Zeven jaar geleden stopte Japan als eerste ontwikkelde land met het inenten van kinderen met het BMR-vaccin (Bof, Mazelen, Rode Hond). Vier jaar lang werd door deskundigen in dienst van de Japanse overheid in kaart gebracht hoe groot de schade was dat het vaccin aanrichtte. Van de 3.969 schadeclaims van ouders die hun kind hadden laten inenten kwam een kwart voor rekening van het BMR-vaccin.
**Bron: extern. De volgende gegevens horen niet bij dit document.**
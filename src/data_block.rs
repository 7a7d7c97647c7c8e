//! Data block (RGDB) parsing.
//!
//! Data blocks form a linear list after the key navigation area. Each block
//! carries a packed sequence of key name entries, looked up by identifier
//! rather than position.

use crate::error::{CregError, Result};
use crate::key_name_entry::{KeyNameEntry, KEY_NAME_ENTRY_HEADER_SIZE};
use crate::utils::{read_u16_le, read_u32_le};
use tracing::debug;

/// Size of the data block header in bytes.
pub const DATA_BLOCK_HEADER_SIZE: usize = 32;

/// Expected signature for data blocks ("RGDB").
pub const RGDB_SIGNATURE: &[u8; 4] = b"RGDB";

/// Sanity bound on a single data block's declared size.
pub const MEMORY_MAXIMUM: u32 = 1024 * 1024 * 1024;

/// Data block header.
#[derive(Debug, Clone)]
pub struct DataBlockHeader {
    /// Hive offset of this block.
    pub offset: u64,

    /// Total size of the block in bytes, including the header.
    pub size: u32,

    /// Unused size in bytes.
    pub unused_size: u32,

    /// Used size of the entries region in bytes.
    pub used_size: u32,

    /// Block index.
    pub index: u16,
}

impl DataBlockHeader {
    /// Parses a data block header from raw bytes.
    ///
    /// # Returns
    ///
    /// `Ok(None)` when the signature is not "RGDB", signalling the end of
    /// the data block list rather than an error.
    ///
    /// # Errors
    ///
    /// Returns an error if the data is too small or the declared sizes are
    /// out of bounds.
    pub fn parse(data: &[u8], offset: u64) -> Result<Option<Self>> {
        if data.len() < DATA_BLOCK_HEADER_SIZE {
            return Err(CregError::TruncatedData {
                offset,
                expected: DATA_BLOCK_HEADER_SIZE,
                actual: data.len(),
            });
        }

        if &data[0..4] != RGDB_SIGNATURE {
            return Ok(None);
        }

        let size = read_u32_le(data, 0x04)?;
        let unused_size = read_u32_le(data, 0x08)?;

        // 2 unknown bytes at 0x0C
        let index = read_u16_le(data, 0x0E)?;
        let used_size = read_u32_le(data, 0x10)?;

        // Remaining bytes up to 0x20 are reserved.

        if size as usize <= DATA_BLOCK_HEADER_SIZE || size > MEMORY_MAXIMUM {
            return Err(CregError::format_error(format!(
                "invalid data block size {} at offset {:#x}",
                size, offset
            )));
        }

        if used_size > size - DATA_BLOCK_HEADER_SIZE as u32 {
            return Err(CregError::format_error(format!(
                "invalid data block used size {} at offset {:#x}",
                used_size, offset
            )));
        }

        Ok(Some(DataBlockHeader {
            offset,
            size,
            unused_size,
            used_size,
            index,
        }))
    }
}

/// A fully decoded data block.
#[derive(Debug, Clone)]
pub struct DataBlock {
    /// Parsed block header.
    pub header: DataBlockHeader,

    /// Decoded key name entries, keyed by their identifier.
    entries: Vec<KeyNameEntry>,
}

impl DataBlock {
    /// Parses the key name entries of a data block.
    ///
    /// # Arguments
    ///
    /// * `header` - The block header parsed beforehand.
    /// * `data` - The entries region, `size - 32` bytes read after the
    ///   header.
    ///
    /// # Errors
    ///
    /// Returns an error if an entry declares sizes that violate the region
    /// bounds.
    pub fn parse_entries(header: DataBlockHeader, data: &[u8]) -> Result<Self> {
        let cap = (header.used_size as usize).min(data.len());
        let mut entries = Vec::new();
        let mut data_offset = 0usize;

        while data_offset + KEY_NAME_ENTRY_HEADER_SIZE <= cap {
            let entry_offset = header.offset + DATA_BLOCK_HEADER_SIZE as u64 + data_offset as u64;

            match KeyNameEntry::parse(&data[data_offset..], entry_offset)? {
                None => break,
                Some(entry) => {
                    data_offset += entry.size as usize;
                    entries.push(entry);
                }
            }
        }

        debug!(
            index = header.index,
            entries = entries.len(),
            "Parsed data block entries"
        );

        Ok(DataBlock { header, entries })
    }

    /// Returns the number of decoded key name entries.
    pub fn entry_count(&self) -> usize {
        self.entries.len()
    }

    /// Looks up a key name entry by its identifier.
    ///
    /// Identifiers are sparse, so this is a linear scan over the stored
    /// entries.
    pub fn entry_by_identifier(&self, identifier: u16) -> Option<&KeyNameEntry> {
        self.entries.iter().find(|entry| entry.index == identifier)
    }
}

#[cfg(test)]
mod tests {
    use super::*;
    use crate::key_name_entry::KEY_NAME_ENTRY_TERMINATOR;

    fn build_header(size: u32, used_size: u32, index: u16) -> Vec<u8> {
        let mut bytes = vec![0u8; DATA_BLOCK_HEADER_SIZE];
        bytes[0..4].copy_from_slice(b"RGDB");
        bytes[0x04..0x08].copy_from_slice(&size.to_le_bytes());
        bytes[0x0E..0x10].copy_from_slice(&index.to_le_bytes());
        bytes[0x10..0x14].copy_from_slice(&used_size.to_le_bytes());
        bytes
    }

    fn build_key_name_entry(index: u16, name: &[u8]) -> Vec<u8> {
        let size = (KEY_NAME_ENTRY_HEADER_SIZE + name.len()) as u32;
        let mut bytes = Vec::new();
        bytes.extend_from_slice(&size.to_le_bytes());
        bytes.extend_from_slice(&index.to_le_bytes());
        bytes.extend_from_slice(&[0u8; 2]);
        bytes.extend_from_slice(&size.to_le_bytes());
        bytes.extend_from_slice(&(name.len() as u16).to_le_bytes());
        bytes.extend_from_slice(&0u16.to_le_bytes());
        bytes.extend_from_slice(&[0u8; 4]);
        bytes.extend_from_slice(name);
        bytes
    }

    #[test]
    fn test_header_not_a_data_block() {
        let mut bytes = build_header(64, 0, 0);
        bytes[0..4].copy_from_slice(b"RGKN");
        assert!(DataBlockHeader::parse(&bytes, 0).unwrap().is_none());
    }

    #[test]
    fn test_header_invalid_size() {
        let bytes = build_header(16, 0, 0);
        assert!(DataBlockHeader::parse(&bytes, 0).is_err());

        let bytes = build_header(MEMORY_MAXIMUM + 1, 0, 0);
        assert!(DataBlockHeader::parse(&bytes, 0).is_err());
    }

    #[test]
    fn test_header_invalid_used_size() {
        let bytes = build_header(64, 64, 0);
        assert!(DataBlockHeader::parse(&bytes, 0).is_err());
    }

    #[test]
    fn test_parse_entries_and_lookup() {
        let first = build_key_name_entry(1, b"Software");
        let second = build_key_name_entry(3, b"System");
        let used = (first.len() + second.len()) as u32;

        let mut region = Vec::new();
        region.extend_from_slice(&first);
        region.extend_from_slice(&second);

        let header_bytes = build_header(DATA_BLOCK_HEADER_SIZE as u32 + used, used, 0);
        let header = DataBlockHeader::parse(&header_bytes, 0).unwrap().unwrap();
        let block = DataBlock::parse_entries(header, &region).unwrap();

        assert_eq!(block.entry_count(), 2);
        assert_eq!(
            block.entry_by_identifier(1).unwrap().name_bytes(),
            b"Software"
        );
        assert_eq!(
            block.entry_by_identifier(3).unwrap().name_bytes(),
            b"System"
        );
        assert!(block.entry_by_identifier(2).is_none());
    }

    #[test]
    fn test_parse_entries_stops_at_terminator() {
        let first = build_key_name_entry(1, b"Software");
        let terminator = build_key_name_entry(KEY_NAME_ENTRY_TERMINATOR, b"");
        let trailing = build_key_name_entry(2, b"Ignored");

        let mut region = Vec::new();
        region.extend_from_slice(&first);
        region.extend_from_slice(&terminator);
        region.extend_from_slice(&trailing);

        let used = region.len() as u32;
        let header_bytes = build_header(DATA_BLOCK_HEADER_SIZE as u32 + used, used, 0);
        let header = DataBlockHeader::parse(&header_bytes, 0).unwrap().unwrap();
        let block = DataBlock::parse_entries(header, &region).unwrap();

        assert_eq!(block.entry_count(), 1);
    }
}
Het vaccin werd in de ban gedaan nadat duidelijk werd dat een recordaantal kinderen non-virale hersenontsteking en andere klachten ontwikkelden na een inenting.
Risico te groot
Volgens de Japanse overheid stierven drie kinderen na een inenting met het vaccin. Acht kinderen hielden er een ernstige blijvende handicap aan over, waaronder blindheid, doofheid en verlamming. De Japanse overheid had direct na de invoering in april 1989 al in de gaten dat er iets mis was met het vaccin. Ouders die een inenting weigerden kregen toen nog een boete. Een onderzoek dat drie maanden duurde liet zien dat 1 op 900 kinderen ernstige klachten ontwikkelde na de prik. Dit is 2.000 maal hoger dan de verwachte 1 op 200.000.
Vrijwillig
Er werd voor een ander BMR-vaccin gekozen maar ook daarbij vielen 1.755 slachtoffers. Er werd niet onderzocht hoeveel kinderen autisme ontwikkelden. Nadat die gegevens bekend werden koos de Japanse overheid ervoor de wettelijke verplichting voor de BMR-prik te laten vervallen en de keuze om hun kind wel of niet te laten inenten aan de ouders over te laten.